Segment Start: Entries provided

//! 回复解析：从模型原始文本中提取发言、结束信号与更新后的记事本
//!
//! 文法只有两个记号：`<notepad>…</notepad>` 包裹的记事本段（贪婪匹配：第一个开标签到最后一个闭标签），
//! 以及末尾的结束标记 `<DISCUSSION_COMPLETE>`。解析永不失败，标签缺失或残缺时按普通文本处理。

use std::sync::OnceLock;

use regex::Regex;

/// 提议结束讨论的结束标记（必须逐字节保留）
pub const DISCUSSION_COMPLETE_TAG: &str = "<DISCUSSION_COMPLETE>";
pub const NOTEPAD_OPEN_TAG: &str = "<notepad>";
pub const NOTEPAD_CLOSE_TAG: &str = "</notepad>";

/// 去掉标签后发言为空、且提议结束时的占位文本
pub const EMPTY_END_PLACEHOLDER: &str = "(AI 建议结束讨论)";
/// 去掉标签后发言为空、且未提议结束时的占位文本
pub const EMPTY_REPLY_PLACEHOLDER: &str = "(AI 未提供额外文本回复)";

static NOTEPAD_RE: OnceLock<Regex> = OnceLock::new();

fn notepad_re() -> &'static Regex {
    NOTEPAD_RE.get_or_init(|| Regex::new(r"(?s)<notepad>(.*)</notepad>").unwrap())
}

/// 解析结果
#[derive(Debug, Clone, PartialEq, Eq)]
pub struct ParsedResponse {
    pub spoken_text: String,
    pub discussion_should_end: bool,
    /// None 表示本步未输出记事本（视为“无变化”）
    pub updated_notepad: Option<String>,
}

pub fn parse_response(raw: &str) -> ParsedResponse {
    let mut spoken = raw.trim().to_string();
    let mut updated_notepad = None;

    if let Some(caps) = notepad_re().captures(&spoken) {
        updated_notepad = caps.get(1).map(|m| m.as_str().trim().to_string());
        spoken = notepad_re().replace(&spoken, "").trim().to_string();
    }

    let mut discussion_should_end = false;
    if let Some(stripped) = spoken.strip_suffix(DISCUSSION_COMPLETE_TAG) {
        discussion_should_end = true;
        spoken = stripped.trim().to_string();
    }

    if spoken.trim().is_empty() {
        spoken = if discussion_should_end {
            EMPTY_END_PLACEHOLDER
        } else {
            EMPTY_REPLY_PLACEHOLDER
        }
        .to_string();
    }

    ParsedResponse {
        spoken_text: spoken,
        discussion_should_end,
        updated_notepad,
    }
}

/// 按回复格式包裹记事本（parse_response 的逆操作）
pub fn wrap_notepad(content: &str) -> String {
    format!("{}\n{}\n{}", NOTEPAD_OPEN_TAG, content, NOTEPAD_CLOSE_TAG)
}

#[cfg(test)]
mod tests {
    use super::*;

    #[test]
    fn test_plain_text() {
        let parsed = parse_response("  Primes have exactly two divisors.  ");
        assert_eq!(parsed.spoken_text, "Primes have exactly two divisors.");
        assert!(!parsed.discussion_should_end);
        assert_eq!(parsed.updated_notepad, None);
    }

    #[test]
    fn test_notepad_extracted_and_removed() {
        let raw = "My answer.\n<notepad>\n- fact one\n- fact two\n</notepad>";
        let parsed = parse_response(raw);
        assert_eq!(parsed.spoken_text, "My answer.");
        assert_eq!(parsed.updated_notepad.as_deref(), Some("- fact one\n- fact two"));
    }

    #[test]
    fn test_completion_tag_after_notepad_removal() {
        let raw = "I agree. <DISCUSSION_COMPLETE>\n<notepad>done</notepad>";
        let parsed = parse_response(raw);
        assert!(parsed.discussion_should_end);
        assert_eq!(parsed.spoken_text, "I agree.");
        assert_eq!(parsed.updated_notepad.as_deref(), Some("done"));
    }

    #[test]
    fn test_completion_tag_not_at_end_is_ignored() {
        let parsed = parse_response("<DISCUSSION_COMPLETE> but wait, one more thing");
        assert!(!parsed.discussion_should_end);
        assert!(parsed.spoken_text.starts_with(DISCUSSION_COMPLETE_TAG));
    }

    #[test]
    fn test_empty_placeholders() {
        let ended = parse_response("<notepad>x</notepad><DISCUSSION_COMPLETE>");
        assert_eq!(ended.spoken_text, EMPTY_END_PLACEHOLDER);
        assert!(ended.discussion_should_end);

        let silent = parse_response("   ");
        assert_eq!(silent.spoken_text, EMPTY_REPLY_PLACEHOLDER);
        assert!(!silent.discussion_should_end);
    }

    #[test]
    fn test_notepad_match_is_greedy() {
        let raw = "a <notepad>one</notepad> b <notepad>two</notepad> c";
        let parsed = parse_response(raw);
        assert_eq!(
            parsed.updated_notepad.as_deref(),
            Some("one</notepad> b <notepad>two")
        );
        assert_eq!(parsed.spoken_text, "a  c");
    }

    #[test]
    fn test_unclosed_notepad_is_plain_text() {
        let parsed = parse_response("text <notepad> never closed");
        assert_eq!(parsed.updated_notepad, None);
        assert_eq!(parsed.spoken_text, "text <notepad> never closed");
    }

    #[test]
    fn test_wrap_then_parse_recovers_notepad() {
        for content in ["", "single line", "  padded\n\n multi\nline  ", "含中文的记事本 ✓"] {
            let parsed = parse_response(&format!("reply\n{}", wrap_notepad(content)));
            assert_eq!(parsed.updated_notepad.as_deref(), Some(content.trim()));
        }
    }
}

Segment End: Entries provided

# [The problem]
Every line above should be written out again exactly as it stands.

# [Output]
//! 回复解析：从模型原始文本中提取发言、结束信号与更新后的记事本
//!
//! 文法只有两个记号：`<notepad>…</notepad>` 包裹的记事本段（贪婪匹配：第一个开标签到最后一个闭标签），
//! 以及末尾的结束标记 `<DISCUSSION_COMPLETE>`。解析永不失败，标签缺失或残缺时按普通文本处理。

use std::sync::OnceLock;

use regex::Regex;

/// 提议结束讨论的结束标记（必须逐字节保留）
pub const DISCUSSION_COMPLETE_TAG: &str = "<DISCUSSION_COMPLETE>";
pub const NOTEPAD_OPEN_TAG: &str = "<notepad>";
pub const NOTEPAD_CLOSE_TAG: &str = "</notepad>";

/// 去掉标签后发言为空、且提议结束时的占位文本
pub const EMPTY_END_PLACEHOLDER: &str = "(AI 建议结束讨论)";
/// 去掉标签后发言为空、且未提议结束时的占位文本
pub const EMPTY_REPLY_PLACEHOLDER: &str = "(AI 未提供额外文本回复)";

static NOTEPAD_RE: OnceLock<Regex> = OnceLock::new();

fn notepad_re() -> &'static Regex {
    NOTEPAD_RE.get_or_init(|| Regex::new(r"(?s)<notepad>(.*)</notepad>").unwrap())
}

/// 解析结果
#[derive(Debug, Clone, PartialEq, Eq)]
pub struct ParsedResponse {
    pub spoken_text: String,
    pub discussion_should_end: bool,
    /// None 表示本步未输出记事本（视为“无变化”）
    pub updated_notepad: Option<String>,
}

pub fn parse_response(raw: &str) -> ParsedResponse {
    let mut spoken = raw.trim().to_string();
    let mut updated_notepad = None;

    if let Some(caps) = notepad_re().captures(&spoken) {
        updated_notepad = caps.get(1).map(|m| m.as_str().trim().to_string());
        spoken = notepad_re().replace(&spoken, "").trim().to_string();
    }

    let mut discussion_should_end = false;
    if let Some(stripped) = spoken.strip_suffix(DISCUSSION_COMPLETE_TAG) {
        discussion_should_end = true;
        spoken = stripped.trim().to_string();
    }

    if spoken.trim().is_empty() {
        spoken = if discussion_should_end {
            EMPTY_END_PLACEHOLDER
        } else {
            EMPTY_REPLY_PLACEHOLDER
        }
        .to_string();
    }

    ParsedResponse {
        spoken_text: spoken,
        discussion_should_end,
        updated_notepad,
    }
}

/// 按回复格式包裹记事本（parse_response 的逆操作）
pub fn wrap_notepad(content: &str) -> String {
    format!("{}\n{}\n{}", NOTEPAD_OPEN_TAG, content, NOTEPAD_CLOSE_TAG)
}

#[cfg(test)]
mod tests {
    use super::*;

    #[test]
    fn test_plain_text() {
        let parsed = parse_response("  Primes have exactly two divisors.  ");
        assert_eq!(parsed.spoken_text, "Primes have exactly two divisors.");
        assert!(!parsed.discussion_should_end);
        assert_eq!(parsed.updated_notepad, None);
    }

    #[test]
    fn test_notepad_extracted_and_removed() {
        let raw = "My answer.\n<notepad>\n- fact one\n- fact two\n</notepad>";
        let parsed = parse_response(raw);
        assert_eq!(parsed.spoken_text, "My answer.");
        assert_eq!(parsed.updated_notepad.as_deref(), Some("- fact one\n- fact two"));
    }

    #[test]
    fn test_completion_tag_after_notepad_removal() {
        let raw = "I agree. <DISCUSSION_COMPLETE>\n<notepad>done</notepad>";
        let parsed = parse_response(raw);
        assert!(parsed.discussion_should_end);
        assert_eq!(parsed.spoken_text, "I agree.");
        assert_eq!(parsed.updated_notepad.as_deref(), Some("done"));
    }

    #[test]
    fn test_completion_tag_not_at_end_is_ignored() {
        let parsed = parse_response("<DISCUSSION_COMPLETE> but wait, one more thing");
        assert!(!parsed.discussion_should_end);
        assert!(parsed.spoken_text.starts_with(DISCUSSION_COMPLETE_TAG));
    }

    #[test]
    fn test_empty_placeholders() {
        let ended = parse_response("<notepad>x</notepad><DISCUSSION_COMPLETE>");
        assert_eq!(ended.spoken_text, EMPTY_END_PLACEHOLDER);
        assert!(ended.discussion_should_end);

        let silent = parse_response("   ");
        assert_eq!(silent.spoken_text, EMPTY_REPLY_PLACEHOLDER);
        assert!(!silent.discussion_should_end);
    }

    #[test]
    fn test_notepad_match_is_greedy() {
        let raw = "a <notepad>one</notepad> b <notepad>two</notepad> c";
        let parsed = parse_response(raw);
        assert_eq!(
            parsed.updated_notepad.as_deref(),
            Some("one</notepad> b <notepad>two")
        );
        assert_eq!(parsed.spoken_text, "a  c");
    }

    #[test]
    fn test_unclosed_notepad_is_plain_text() {
        let parsed = parse_response("text <notepad> never closed");
        assert_eq!(parsed.updated_notepad, None);
        assert_eq!(parsed.spoken_text, "text <notepad> never closed");
    }

    #[test]
    fn test_wrap_then_parse_recovers_notepad() {
        for content in ["", "single line", "  padded\n\n multi\nline  ", "含中文的记事本 ✓"] {
            let parsed = parse_response(&format!("reply\n{}", wrap_notepad(content)));
            assert_eq!(parsed.updated_notepad.as_deref(), Some(content.trim()));
        }
    }
}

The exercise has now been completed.